AIM OF THE TASK =>
Below is a block of data; give all of it again word for word.

Stored items
Start of Block
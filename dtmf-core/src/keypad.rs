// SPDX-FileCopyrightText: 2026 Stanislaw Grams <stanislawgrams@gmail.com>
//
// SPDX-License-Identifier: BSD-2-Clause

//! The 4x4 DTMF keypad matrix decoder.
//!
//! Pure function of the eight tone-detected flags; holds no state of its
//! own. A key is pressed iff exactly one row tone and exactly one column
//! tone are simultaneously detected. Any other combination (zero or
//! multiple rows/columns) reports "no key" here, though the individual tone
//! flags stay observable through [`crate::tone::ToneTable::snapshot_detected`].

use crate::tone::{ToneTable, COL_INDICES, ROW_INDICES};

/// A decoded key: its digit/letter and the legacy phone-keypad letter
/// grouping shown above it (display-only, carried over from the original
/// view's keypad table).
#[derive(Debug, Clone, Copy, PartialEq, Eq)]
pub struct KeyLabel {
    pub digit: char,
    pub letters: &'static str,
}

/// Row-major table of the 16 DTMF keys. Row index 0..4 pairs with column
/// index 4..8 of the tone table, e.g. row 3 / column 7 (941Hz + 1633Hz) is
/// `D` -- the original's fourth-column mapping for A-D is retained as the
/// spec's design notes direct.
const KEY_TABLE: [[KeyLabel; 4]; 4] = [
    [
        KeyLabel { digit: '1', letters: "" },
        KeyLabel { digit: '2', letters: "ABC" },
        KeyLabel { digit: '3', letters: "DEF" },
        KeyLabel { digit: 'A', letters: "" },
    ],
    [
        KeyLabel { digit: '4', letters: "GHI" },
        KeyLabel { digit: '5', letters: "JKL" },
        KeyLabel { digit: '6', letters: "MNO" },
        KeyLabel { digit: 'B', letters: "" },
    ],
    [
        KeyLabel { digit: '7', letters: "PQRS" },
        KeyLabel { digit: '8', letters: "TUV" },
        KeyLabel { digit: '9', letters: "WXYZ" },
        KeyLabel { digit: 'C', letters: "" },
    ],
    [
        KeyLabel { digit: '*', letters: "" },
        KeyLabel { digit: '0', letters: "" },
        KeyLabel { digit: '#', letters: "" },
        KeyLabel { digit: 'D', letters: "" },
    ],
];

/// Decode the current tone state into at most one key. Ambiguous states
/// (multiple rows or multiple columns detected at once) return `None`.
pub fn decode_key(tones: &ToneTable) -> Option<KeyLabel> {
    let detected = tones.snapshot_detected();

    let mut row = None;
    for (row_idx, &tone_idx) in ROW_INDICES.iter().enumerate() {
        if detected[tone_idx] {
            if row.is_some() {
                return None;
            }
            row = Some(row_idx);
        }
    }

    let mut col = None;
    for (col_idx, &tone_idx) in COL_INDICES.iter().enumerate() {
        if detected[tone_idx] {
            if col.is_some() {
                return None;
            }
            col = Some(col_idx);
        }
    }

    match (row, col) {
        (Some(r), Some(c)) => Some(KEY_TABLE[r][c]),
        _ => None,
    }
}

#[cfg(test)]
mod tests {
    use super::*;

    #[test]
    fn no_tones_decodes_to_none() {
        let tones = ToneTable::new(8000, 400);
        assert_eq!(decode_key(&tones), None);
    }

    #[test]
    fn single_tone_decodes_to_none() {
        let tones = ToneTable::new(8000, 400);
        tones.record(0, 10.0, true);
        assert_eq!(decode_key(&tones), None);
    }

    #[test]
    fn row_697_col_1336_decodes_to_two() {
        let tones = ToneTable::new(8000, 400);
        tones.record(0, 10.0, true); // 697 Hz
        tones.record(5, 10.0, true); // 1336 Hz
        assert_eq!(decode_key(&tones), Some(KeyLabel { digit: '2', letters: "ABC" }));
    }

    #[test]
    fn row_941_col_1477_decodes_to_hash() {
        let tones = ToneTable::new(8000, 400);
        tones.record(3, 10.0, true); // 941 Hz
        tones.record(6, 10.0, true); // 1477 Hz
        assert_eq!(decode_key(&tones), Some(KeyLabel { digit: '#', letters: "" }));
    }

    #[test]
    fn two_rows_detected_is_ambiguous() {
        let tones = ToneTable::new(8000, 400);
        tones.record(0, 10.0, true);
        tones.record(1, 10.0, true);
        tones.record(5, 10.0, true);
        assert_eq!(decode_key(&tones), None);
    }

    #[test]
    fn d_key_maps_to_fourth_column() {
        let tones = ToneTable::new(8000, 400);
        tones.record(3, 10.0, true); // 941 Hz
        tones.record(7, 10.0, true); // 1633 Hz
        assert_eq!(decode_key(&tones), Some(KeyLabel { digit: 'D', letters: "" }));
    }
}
End of Block
EXERCISE OUTPUT =>
filename dtmf-core/src/keypad.rs
// SPDX-FileCopyrightText: 2026 Stanislaw Grams <stanislawgrams@gmail.com>
//
// SPDX-License-Identifier: BSD-2-Clause

//! The 4x4 DTMF keypad matrix decoder.
//!
//! Pure function of the eight tone-detected flags; holds no state of its
//! own. A key is pressed iff exactly one row tone and exactly one column
//! tone are simultaneously detected. Any other combination (zero or
//! multiple rows/columns) reports "no key" here, though the individual tone
//! flags stay observable through [`crate::tone::ToneTable::snapshot_detected`].

use crate::tone::{ToneTable, COL_INDICES, ROW_INDICES};

/// A decoded key: its digit/letter and the legacy phone-keypad letter
/// grouping shown above it (display-only, carried over from the original
/// view's keypad table).
#[derive(Debug, Clone, Copy, PartialEq, Eq)]
pub struct KeyLabel {
    pub digit: char,
    pub letters: &'static str,
}

/// Row-major table of the 16 DTMF keys. Row index 0..4 pairs with column
/// index 4..8 of the tone table, e.g. row 3 / column 7 (941Hz + 1633Hz) is
/// `D` -- the original's fourth-column mapping for A-D is retained as the
/// spec's design notes direct.
const KEY_TABLE: [[KeyLabel; 4]; 4] = [
    [
        KeyLabel { digit: '1', letters: "" },
        KeyLabel { digit: '2', letters: "ABC" },
        KeyLabel { digit: '3', letters: "DEF" },
        KeyLabel { digit: 'A', letters: "" },
    ],
    [
        KeyLabel { digit: '4', letters: "GHI" },
        KeyLabel { digit: '5', letters: "JKL" },
        KeyLabel { digit: '6', letters: "MNO" },
        KeyLabel { digit: 'B', letters: "" },
    ],
    [
        KeyLabel { digit: '7', letters: "PQRS" },
        KeyLabel { digit: '8', letters: "TUV" },
        KeyLabel { digit: '9', letters: "WXYZ" },
        KeyLabel { digit: 'C', letters: "" },
    ],
    [
        KeyLabel { digit: '*', letters: "" },
        KeyLabel { digit: '0', letters: "" },
        KeyLabel { digit: '#', letters: "" },
        KeyLabel { digit: 'D', letters: "" },
    ],
];

/// Decode the current tone state into at most one key. Ambiguous states
/// (multiple rows or multiple columns detected at once) return `None`.
pub fn decode_key(tones: &ToneTable) -> Option<KeyLabel> {
    let detected = tones.snapshot_detected();

    let mut row = None;
    for (row_idx, &tone_idx) in ROW_INDICES.iter().enumerate() {
        if detected[tone_idx] {
            if row.is_some() {
                return None;
            }
            row = Some(row_idx);
        }
    }

    let mut col = None;
    for (col_idx, &tone_idx) in COL_INDICES.iter().enumerate() {
        if detected[tone_idx] {
            if col.is_some() {
                return None;
            }
            col = Some(col_idx);
        }
    }

    match (row, col) {
        (Some(r), Some(c)) => Some(KEY_TABLE[r][c]),
        _ => None,
    }
}

#[cfg(test)]
mod tests {
    use super::*;

    #[test]
    fn no_tones_decodes_to_none() {
        let tones = ToneTable::new(8000, 400);
        assert_eq!(decode_key(&tones), None);
    }

    #[test]
    fn single_tone_decodes_to_none() {
        let tones = ToneTable::new(8000, 400);
        tones.record(0, 10.0, true);
        assert_eq!(decode_key(&tones), None);
    }

    #[test]
    fn row_697_col_1336_decodes_to_two() {
        let tones = ToneTable::new(8000, 400);
        tones.record(0, 10.0, true); // 697 Hz
        tones.record(5, 10.0, true); // 1336 Hz
        assert_eq!(decode_key(&tones), Some(KeyLabel { digit: '2', letters: "ABC" }));
    }

    #[test]
    fn row_941_col_1477_decodes_to_hash() {
        let tones = ToneTable::new(8000, 400);
        tones.record(3, 10.0, true); // 941 Hz
        tones.record(6, 10.0, true); // 1477 Hz
        assert_eq!(decode_key(&tones), Some(KeyLabel { digit: '#', letters: "" }));
    }

    #[test]
    fn two_rows_detected_is_ambiguous() {
        let tones = ToneTable::new(8000, 400);
        tones.record(0, 10.0, true);
        tones.record(1, 10.0, true);
        tones.record(5, 10.0, true);
        assert_eq!(decode_key(&tones), None);
    }

    #[test]
    fn d_key_maps_to_fourth_column() {
        let tones = ToneTable::new(8000, 400);
        tones.record(3, 10.0, true); // 941 Hz
        tones.record(7, 10.0, true); // 1633 Hz
        assert_eq!(decode_key(&tones), Some(KeyLabel { digit: 'D', letters: "" }));
    }
}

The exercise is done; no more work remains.